De maatschappij werd in haar aanvang bedorven door de tusschenkomst van den menschelijken wil die haar voortgedreven heeft, door willekeurige overeenkomsten ontsproten in onwetende hersenkassen; en nu draagt die maatschappij alleen bij tot het doen plaatshebben van een kunstmatige teeltkues die de menschheid ondermijnt en uitput. De gewaande natuurwetten der ekonomisten bezitten in het geheel geen waarde in de oogen van wie koel de zaken beoordeelt, de gebeurtenissen wikt en vergelijkt.

Wanneer het menschelijk geslacht door zijn hoedanigheden tot op dit oogenblik kon voorwaarts gaan en weerstand bieden aan de verschrikkelijke drukking waarmee gezag en onwetendheid het beladen hebben, komt dit om geen andere reden dan doordat inbreuk werd gemaakt op deze wetten die niet zouden kunnen worden overtreden wanneer zij werkelijk uit de natuurwezen waren voortgesproten.
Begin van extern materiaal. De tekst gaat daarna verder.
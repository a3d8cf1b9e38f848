// Copyright 2024 tison <wander4096@gmail.com>
//
// Licensed under the Apache License, Version 2.0 (the "License");
// you may not use this file except in compliance with the License.
// You may obtain a copy of the License at
//
//     http://www.apache.org/licenses/LICENSE-2.0
//
// Unless required by applicable law or agreed to in writing, software
// distributed under the License is distributed on an "AS IS" BASIS,
// WITHOUT WARRANTIES OR CONDITIONS OF ANY KIND, either express or implied.
// See the License for the specific language governing permissions and
// limitations under the License.

//! Compression envelopes applied to the records region of a batch.
//!
//! Each backend speaks the wire framing real Kafka clients produce, not just
//! the bare compressed bytes: gzip is a plain gzip stream, Snappy is framed
//! the way `org.xerial.snappy` frames it, and LZ4 is wrapped in an LZ4 frame
//! with the historical magic-0 header-checksum quirk preserved for
//! [`lz4::compress_legacy`].

mod gzip;
mod lz4;
mod snappy;
mod zstd;

use crate::error::CodecError;
use crate::error::CodecResult;
use crate::records::record::CompressionType;

/// Compresses `data` using `kind`. `magic == 0` selects the legacy LZ4
/// framing quirk when `kind` is [`CompressionType::Lz4`].
pub fn compress(kind: CompressionType, magic: i8, data: &[u8]) -> CodecResult<Vec<u8>> {
    match kind {
        CompressionType::None => Ok(data.to_vec()),
        CompressionType::Gzip => gzip::compress(data),
        CompressionType::Snappy => snappy::compress(data),
        CompressionType::Lz4 => {
            if magic == 0 {
                lz4::compress_legacy(data)
            } else {
                lz4::compress(data)
            }
        }
        CompressionType::Zstd => zstd::compress(data),
    }
}

pub fn decompress(kind: CompressionType, data: &[u8]) -> CodecResult<Vec<u8>> {
    match kind {
        CompressionType::None => Ok(data.to_vec()),
        CompressionType::Gzip => gzip::decompress(data),
        CompressionType::Snappy => snappy::decompress(data),
        CompressionType::Lz4 => lz4::decompress(data),
        CompressionType::Zstd => zstd::decompress(data),
    }
}

pub(crate) fn err_unsupported(id: u8) -> CodecError {
    CodecError::UnsupportedCompression(id)
}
Men beproeve te willen leven zonder eten of zonder slapen: men zal dan geen rechters of gendarmen noodig hebben om tot gezonder begrippen van zijn eigen aard te worden teruggebracht.

Slechts doordat hij zijn weg met ontelbare slachtoffers bezaaide heeft de vooruitgang zijn pad kunnen vervolgen. Die slachtoffers zijn te wijten aan den hoogmoed, aan de roofzucht, aan do lust tot overheersching van wie zich opwierpen als meesters der menschheid.

Ondanks de onderdrukking, beproeft de menschelijke wil den terugkeer tot de normale voorwaarden der natuurlijke evolutie. De moedelooze klasse der uitgezogenen weigert langer te zwoegen ten voordele eener luie minderheid: het bewustzijn van haar waardigheid gaat langzaam ontwaken in de opwellingen van haar met bovennatuurkunde duizenden jaren verduisterde hersenen. Bewust van haar rol, wil de voortbrengende menigte ook genieten van de opbrengst van haar arbeid. Volkomen vrijheid voor den mensch, tot ontwikkeling der bekwaamheden die hem eigen zijn: dat is de nieuwe formule die opkomt in den geest der menigte. Vroeg of laat, goedschiks of met geweld, zullen we wel zoover moeten komen, welken tegenstand ook zal moeten worden overwonnen.


Voetnoten

[1] We spreken hier van de werkelijk natuurlijke noodzakelijkheden en omgeving, en niet van de sociologische omgevingen noodzakelijkheden, gelijk dit bestaan, en die keurig zijn, meestal individuen doen verdwijnen wier hoedanigheden de soort zouden hebben kunnen verrijken.